Detection Method:Sandwich
Test principle:This assay employs a two-site sandwich ELISA to quantitate C1INH in samples. An antibody specific for C1INH has been pre-coated onto a microplate. Standards and samples are pipetted into the wells and anyC1INH present is bound by the immobilized antibody. After removing any unbound substances, a biotin-conjugated antibody specific for C1INH is added to the wells. After washing, Streptavidin conjugated Horseradish Peroxidase (HRP) is added to the wells. Following a wash to remove any unbound avidin-enzyme reagent, a substrate solution is added to the wells and color develops in proportion to the amount of C1INH bound in the initial step. The color development is stopped and the intensity of the color is measured.
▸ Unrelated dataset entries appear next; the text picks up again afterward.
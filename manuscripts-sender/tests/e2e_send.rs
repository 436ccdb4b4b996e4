use std::{
    sync::{Arc, Mutex},
    time::Duration,
};

use futures::stream::{self, BoxStream, StreamExt};
use manuscripts_core::{
    AdvertisementHandle, Advertiser, Browser, DiscoveryError, DiscoveryEvent, FailureReason,
    KdfParams, ReceiverMode, ServiceRecord,
};
use manuscripts_receiver::{
    AppState, CredentialStore, EventBus, NamingScheme, RunningReceiver, ServerSettings,
    StartOptions, Store,
};
use manuscripts_sender::{SendError, SubmitOptions, resolve_by_name, submit_file, submit_to_record};
use tempfile::TempDir;
use tokio::net::TcpListener;

const PASSPHRASE: &str = "correct horse";

/// Loops published records straight back to browsers, standing in for mDNS.
#[derive(Default)]
struct LoopbackDirectory {
    records: Mutex<Vec<ServiceRecord>>,
}

impl Advertiser for LoopbackDirectory {
    fn publish(&self, record: &ServiceRecord) -> Result<AdvertisementHandle, DiscoveryError> {
        self.records.lock().unwrap().push(record.clone());
        Ok(AdvertisementHandle::new(record.instance_id.clone()))
    }

    fn withdraw(&self, handle: &AdvertisementHandle) -> Result<(), DiscoveryError> {
        self.records
            .lock()
            .unwrap()
            .retain(|record| record.instance_id != handle.fullname());
        Ok(())
    }
}

impl Browser for LoopbackDirectory {
    fn browse(&self) -> Result<BoxStream<'static, DiscoveryEvent>, DiscoveryError> {
        let current: Vec<DiscoveryEvent> = self
            .records
            .lock()
            .unwrap()
            .iter()
            .cloned()
            .map(DiscoveryEvent::Added)
            .collect();
        Ok(stream::iter(current).chain(stream::pending()).boxed())
    }
}

struct Classroom {
    receiver: RunningReceiver,
    inbox: TempDir,
    directory: Arc<LoopbackDirectory>,
}

async fn start_receiver(name: &str, passphrase: Option<&str>) -> Classroom {
    let inbox = tempfile::tempdir().expect("tempdir");
    let identity = Arc::new(CredentialStore::with_kdf(KdfParams {
        memory_kib: 1024,
        iterations: 1,
        parallelism: 1,
    }));
    identity.configure(name, passphrase).expect("configure");
    let store = Arc::new(Store::open(inbox.path(), NamingScheme::OriginalName).expect("store"));
    let state = AppState::new(identity, store, EventBus::new(), ServerSettings::default());
    let directory = Arc::new(LoopbackDirectory::default());
    let listener = TcpListener::bind("127.0.0.1:0").await.expect("bind");
    let receiver = RunningReceiver::start(
        listener,
        state,
        directory.clone(),
        StartOptions {
            mode: ReceiverMode::Receiver,
            advertised_host: "127.0.0.1".to_owned(),
            grace_period: Duration::from_secs(2),
        },
    )
    .await
    .expect("start receiver");
    Classroom {
        receiver,
        inbox,
        directory,
    }
}

fn write_draft(dir: &TempDir, name: &str, body: &[u8]) -> std::path::PathBuf {
    let path = dir.path().join(name);
    std::fs::write(&path, body).expect("write draft");
    path
}

#[tokio::test]
async fn discovered_receiver_stores_the_file() {
    let room = start_receiver("Room 204", None).await;
    let drafts = tempfile::tempdir().expect("tempdir");
    let body: Vec<u8> = (0..150_000_u32).map(|i| (i % 13) as u8).collect();
    let path = write_draft(&drafts, "essay.pdf", &body);

    let record = resolve_by_name(room.directory.as_ref(), "room 204", Duration::from_secs(2))
        .await
        .expect("browse")
        .expect("receiver found");
    let receipt = submit_to_record(&record, &path, &SubmitOptions::new("Ada Lovelace"))
        .await
        .expect("submit");

    assert_eq!(receipt.stored_name, "essay.pdf");
    assert_eq!(receipt.size_bytes, body.len() as u64);
    assert_eq!(receipt.session_id.len(), 16);
    assert_eq!(
        std::fs::read(room.inbox.path().join("essay.pdf")).expect("stored file"),
        body
    );

    room.receiver.shutdown().await;
    assert!(room.directory.records.lock().unwrap().is_empty());
}

#[tokio::test]
async fn second_copy_gets_a_suffixed_name() {
    let room = start_receiver("Room 204", None).await;
    let drafts = tempfile::tempdir().expect("tempdir");
    let path = write_draft(&drafts, "essay.pdf", b"first");
    let url = room.receiver.record().submit_url();
    let options = SubmitOptions::new("Sam");

    let first = submit_file(&url, &path, &options).await.expect("first");
    let second = submit_file(&url, &path, &options).await.expect("second");
    assert_eq!(first.stored_name, "essay.pdf");
    assert_eq!(second.stored_name, "essay (1).pdf");

    room.receiver.shutdown().await;
}

#[tokio::test]
async fn passphrase_challenge_is_answered() {
    let room = start_receiver("Lab", Some(PASSPHRASE)).await;
    let drafts = tempfile::tempdir().expect("tempdir");
    let path = write_draft(&drafts, "report.txt", b"results");
    let url = room.receiver.record().submit_url();

    let receipt = submit_file(
        &url,
        &path,
        &SubmitOptions::new("Sam").with_passphrase(format!("  {PASSPHRASE} ")),
    )
    .await
    .expect("submit with passphrase");
    assert_eq!(receipt.stored_name, "report.txt");

    let err = submit_file(&url, &path, &SubmitOptions::new("Sam"))
        .await
        .unwrap_err();
    assert!(matches!(err, SendError::PassphraseRequired), "{err:?}");

    room.receiver.shutdown().await;
}

#[tokio::test]
async fn wrong_passphrase_is_a_typed_rejection() {
    let room = start_receiver("Lab", Some(PASSPHRASE)).await;
    let drafts = tempfile::tempdir().expect("tempdir");
    let path = write_draft(&drafts, "report.txt", b"results");

    let err = submit_file(
        &room.receiver.record().submit_url(),
        &path,
        &SubmitOptions::new("Sam").with_passphrase("battery staple"),
    )
    .await
    .unwrap_err();
    assert_eq!(err.failure_reason(), Some(FailureReason::AuthenticationFailed));
    assert!(std::fs::read_dir(room.inbox.path()).expect("inbox").next().is_none());

    room.receiver.shutdown().await;
}

#[tokio::test]
async fn closed_port_is_unreachable() {
    let listener = TcpListener::bind("127.0.0.1:0").await.expect("bind");
    let addr = listener.local_addr().expect("addr");
    drop(listener);

    let drafts = tempfile::tempdir().expect("tempdir");
    let path = write_draft(&drafts, "essay.pdf", b"x");
    let err = submit_file(&format!("ws://{addr}/submit"), &path, &SubmitOptions::new("Sam"))
        .await
        .unwrap_err();
    assert!(matches!(err, SendError::Unreachable(_)), "{err:?}");
}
Product Overview:C1-INH?is a critically important protein that controls activation of multiple plasma mediator pathways. This protein, a member of the serine protease inhibitor (serpin) group, originally was described as an inhibitor of C1. It binds stoichiometrically to the active sites on both C1r and C1s to form a complex C1-INH-C1r-C1s-C1-INH and thus inhibits activated C1. In addition, C1-INH has been reported to remove the intact C1qrs complex from an activating surface and to inhibit autoactivation of C1. C1-INH is a known inhibitor of kinin generating (kallikrein), fibrinolytic (plasmin), and contact activation (intrinsic) pathway of the coagulation cascade. Recently, it has been shown to be an inhibitor of the mannan-binding lectin pathway of complement activation, inhibiting mannan-binding lectin-associated serine proteases (MASPs) in that pathway.